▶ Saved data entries
______
impl TurnController {
    /// Takes ownership of a prepared world.
    #[must_use]
    pub fn new(world: World, rules: TurnRules, combat: CombatResolver) -> Self {
        Self {
            world,
            phase: TurnPhase::AwaitingAction,
            rules,
            combat,
            enemy_ai: EnemyAi::new(combat),
            highlights: HighlightSet::default(),
            stats_timers: StatsDisplayTimers::default(),
            hovered: None,
            inspected: None,
            events: Vec::new(),
        }
    }

    /// Read-only access to the authoritative world.
    #[must_use]
    pub fn world(&self) -> &World {
        &self.world
    }

    /// Current phase of the turn.
    #[must_use]
    pub fn phase(&self) -> TurnPhase {
        self.phase
    }

    /// Highlights offered by the open submenu.
    #[must_use]
    pub fn highlights(&self) -> &HighlightSet {
        &self.highlights
    }

    /// Takes every event produced since the previous call.
    pub fn drain_events(&mut self) -> Vec<Event> {
        std::mem::take(&mut self.events)
    }

    /// Reports whether pointer input should reach the unit.
    ///
    /// Player units stop responding once they acted; enemies respond while
    /// they are visible.
    #[must_use]
    pub fn is_interactive(&self, unit: UnitId) -> bool {
        query::unit(&self.world, unit).map_or(false, |snapshot| match snapshot.faction {
            Faction::Player => !snapshot.flags.has_acted,
            Faction::Enemy => snapshot.visible,
        })
    }

    /// Opens the action menu for a player unit.
    pub fn select_unit(&mut self, unit: UnitId) -> Result<(), TurnError> {
        match self.phase {
            TurnPhase::AwaitingAction | TurnPhase::ActionMenuOpen { .. } => {}
            phase => return Err(TurnError::WrongPhase { phase }),
        }

        let snapshot = self.living(unit)?;
        if snapshot.faction != Faction::Player {
            return Err(ActionError::NotPlayerUnit { unit }.into());
        }
        if snapshot.flags.has_acted {
            return Err(ActionError::AlreadyActed { unit }.into());
        }

        self.highlights.clear();
        self.enter(TurnPhase::ActionMenuOpen { unit });
        Ok(())
    }

    /// Menu for the unit whose action menu is open.
    #[must_use]
    pub fn action_menu(&self) -> Option<ActionMenu> {
        let TurnPhase::ActionMenuOpen { unit } = self.phase else {
            return None;
        };
        let snapshot = query::unit(&self.world, unit)?;
        let entries = ActionKind::ALL
            .into_iter()
            .map(|action| MenuEntry {
                action,
                enabled: action != ActionKind::Move || !snapshot.flags.has_moved,
            })
            .collect();
        Some(ActionMenu {
            unit,
            anchor: snapshot.cell,
            entries,
        })
    }

    /// Chooses an entry from the open action menu.
    pub fn choose(&mut self, action: ActionKind) -> Result<(), TurnError> {
        let TurnPhase::ActionMenuOpen { unit } = self.phase else {
            return Err(TurnError::WrongPhase { phase: self.phase });
        };
        let snapshot = self.living(unit)?;
        if snapshot.flags.has_acted {
            return Err(ActionError::AlreadyActed { unit }.into());
        }

        match action {
            ActionKind::Move => {
                if snapshot.flags.has_moved {
                    return Err(ActionError::AlreadyMoved { unit }.into());
                }
                let tiles = query::reachable_tiles(&self.world, snapshot.cell, self.rules.move_range);
                self.highlights
                    .replace_with(tiles.into_iter().map(Highlight::Tile));
                self.enter(TurnPhase::SelectingMoveTarget { unit });
            }
            ActionKind::Attack => {
                let targets: Vec<UnitId> = query::units_within(
                    &self.world,
                    snapshot.cell,
                    self.rules.attack_range,
                    Faction::Enemy,
                )
                .into_iter()
                .filter(|enemy| {
                    query::unit(&self.world, *enemy).map_or(false, |enemy| enemy.visible)
                })
                .collect();
                if targets.is_empty() {
                    return Err(TurnError::MissingTarget { unit });
                }
                self.highlights
                    .replace_with(targets.into_iter().map(Highlight::EnemyMarker));
                self.enter(TurnPhase::SelectingAttackTarget { unit });
            }
            ActionKind::Special | ActionKind::Hold => {
                let events = self.execute(vec![Command::EndAction { unit, action }]);
                self.check(&events)?;
                if action == ActionKind::Special {
                    info!(unit = %unit, "special action triggered");
                }
                self.highlights.clear();
                self.enter(TurnPhase::AwaitingAction);
            }
        }
        Ok(())
    }

    /// Picks a highlighted destination while selecting a move target.
    pub fn select_tile(&mut self, cell: GridCoord) -> Result<(), TurnError> {
        let TurnPhase::SelectingMoveTarget { unit } = self.phase else {
            return Err(TurnError::WrongPhase { phase: self.phase });
        };
        let _ = self.living(unit)?;
        if !self.highlights.contains_tile(cell) {
            return Err(TurnError::NotSelectableTile { cell });
        }

        let events = self.execute(vec![Command::MoveUnit { unit, to: cell }]);
        self.check(&events)?;

        self.highlights.clear();
        self.enter(TurnPhase::AwaitingAction);
        Ok(())
    }

    /// Picks a highlighted enemy while selecting an attack target.
    pub fn select_enemy(&mut self, enemy: UnitId) -> Result<AttackOutcome, TurnError> {
        let TurnPhase::SelectingAttackTarget { unit } = self.phase else {
            return Err(TurnError::WrongPhase { phase: self.phase });
        };
        let attacker = self.living(unit)?;
        if !self.highlights.contains_enemy(enemy) {
            return Err(TurnError::NotSelectableUnit { unit: enemy });
        }
        let target = query::unit(&self.world, enemy)
            .ok_or(TurnError::StaleReference { unit: enemy })?;

        let mut commands = Vec::new();
        self.combat.attack(&attacker, &target, &mut commands);
        let events = self.execute(commands);
        self.check(&events)?;
        let outcome = CombatResolver::outcome(&events, enemy)
            .ok_or(TurnError::MissingTarget { unit })?;

        if !outcome.died {
            self.stats_timers
                .schedule(enemy, self.rules.stats_display_delay);
        }

        self.highlights.clear();
        self.enter(TurnPhase::AwaitingAction);
        Ok(outcome)
    }

    /// Closes any open menu or submenu without consuming the action.
    pub fn cancel(&mut self) {
        if self.phase == TurnPhase::RoundEnding {
            return;
        }
        self.highlights.clear();
        self.enter(TurnPhase::AwaitingAction);
    }

    /// Ends the player's round and lets every living enemy act.
    pub fn next_round(&mut self) -> RoundReport {
        self.highlights.clear();
        self.enter(TurnPhase::RoundEnding);

        let mut events = self.execute(vec![Command::AdvanceRound]);
        let round = query::round(&self.world);
        info!(round, "round started");

        let mut decisions = Vec::new();
        for enemy in query::living_units(&self.world, Faction::Enemy) {
            if query::unit(&self.world, enemy).is_none() {
                continue;
            }

            let units = query::unit_view(&self.world);
            let mut commands = Vec::new();
            let mut decision = self.enemy_ai.plan(
                enemy,
                &units,
                query::occupancy_view(&self.world),
                &mut commands,
            );
            debug!(?decision, "enemy planned");
            let applied = self.execute(commands);
            decision.attacked = decision.attacked
                && decision
                    .target
                    .map_or(false, |target| CombatResolver::outcome(&applied, target).is_some());
            events.extend(applied);
            decisions.push(decision);
        }

        self.enter(TurnPhase::AwaitingAction);
        RoundReport {
            round,
            decisions,
            events,
        }
    }

    /// Marks `unit` as hovered. Hidden units are ignored.
    pub fn hover(&mut self, unit: UnitId) {
        if query::unit(&self.world, unit).map_or(false, |snapshot| snapshot.visible) {
            self.hovered = Some(unit);
        }
    }

    /// Clears the hover mark if it belongs to `unit`.
    pub fn unhover(&mut self, unit: UnitId) {
        if self.hovered == Some(unit) {
            self.hovered = None;
        }
    }

    /// Unit currently hovered.
    #[must_use]
    pub fn hovered(&self) -> Option<UnitId> {
        self.hovered
    }

    /// Opens the inspector for a visible unit, or closes it when open.
    ///
    /// Returns the unit being inspected afterwards.
    pub fn toggle_inspector(&mut self, unit: UnitId) -> Result<Option<UnitId>, TurnError> {
        if self.inspected.take().is_some() {
            return Ok(None);
        }

        let snapshot = self.living(unit)?;
        if !snapshot.visible {
            return Err(TurnError::NotSelectableUnit { unit });
        }
        self.inspected = Some(unit);
        Ok(self.inspected)
    }

    /// Unit shown in the inspector.
    #[must_use]
    pub fn inspected(&self) -> Option<UnitId> {
        self.inspected
    }

    /// Reports whether the stats panel of `unit` should be drawn.
    #[must_use]
    pub fn stats_visible(&self, unit: UnitId) -> bool {
        self.hovered == Some(unit) || self.stats_timers.is_pending(unit)
    }

    /// Advances deferred tasks. Returns the units whose stats panel hid.
    pub fn tick(&mut self, dt: Duration) -> Vec<UnitId> {
        let world = &self.world;
        self.stats_timers
            .advance(dt, |unit| query::unit(world, unit).is_some())
    }

    fn living(&mut self, unit: UnitId) -> Result<UnitSnapshot, TurnError> {
        query::unit(&self.world, unit).ok_or_else(|| {
            if self.phase_unit() == Some(unit) {
                self.highlights.clear();
                self.phase = TurnPhase::AwaitingAction;
            }
            TurnError::StaleReference { unit }
        })
    }

    fn phase_unit(&self) -> Option<UnitId> {
        match self.phase {
            TurnPhase::ActionMenuOpen { unit }
            | TurnPhase::SelectingMoveTarget { unit }
            | TurnPhase::SelectingAttackTarget { unit } => Some(unit),
            TurnPhase::AwaitingAction | TurnPhase::RoundEnding => None,
        }
    }

    fn enter(&mut self, phase: TurnPhase) {
        if self.phase != phase {
            debug!(from = ?self.phase, to = ?phase, "turn phase changed");
            self.phase = phase;
        }
    }

    fn check(&self, events: &[Event]) -> Result<(), TurnError> {
        match events.iter().find_map(|event| match event {
            Event::CommandRejected { reason, .. } => Some(*reason),
            _ => None,
        }) {
            Some(RejectionReason::Action(ActionError::UnknownUnit { unit })) => {
                Err(TurnError::StaleReference { unit })
            }
            Some(reason) => Err(TurnError::Rejected(reason)),
            None => Ok(()),
        }
    }

    fn execute(&mut self, commands: Vec<Command>) -> Vec<Event> {
        let mut batch = Vec::new();
        for command in commands {
            world::apply(&mut self.world, command, &mut batch);
        }

        for event in &batch {
            match event {
                Event::UnitDied { unit, faction, cell } => {
                    info!(unit = %unit, ?faction, cell = %cell, "unit died");
                    self.forget(*unit);
                }
                Event::CommandRejected { unit, reason } => {
                    warn!(?unit, %reason, "command rejected");
                }
                _ => {}
            }
        }

        self.events.extend(batch.iter().cloned());
        batch
    }

    fn forget(&mut self, unit: UnitId) {
        let _ = self.highlights.remove_unit(unit);
        let _ = self.stats_timers.cancel(unit);
        if self.hovered == Some(unit) {
            self.hovered = None;
        }
        if self.inspected == Some(unit) {
            self.inspected = None;
        }
    }
}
______
▶ Work request
If a line in the records above has the word "whose", copy it out.

▶ Answer to this task
    /// Menu for the unit whose action menu is open.
    /// Advances deferred tasks. Returns the units whose stats panel hid.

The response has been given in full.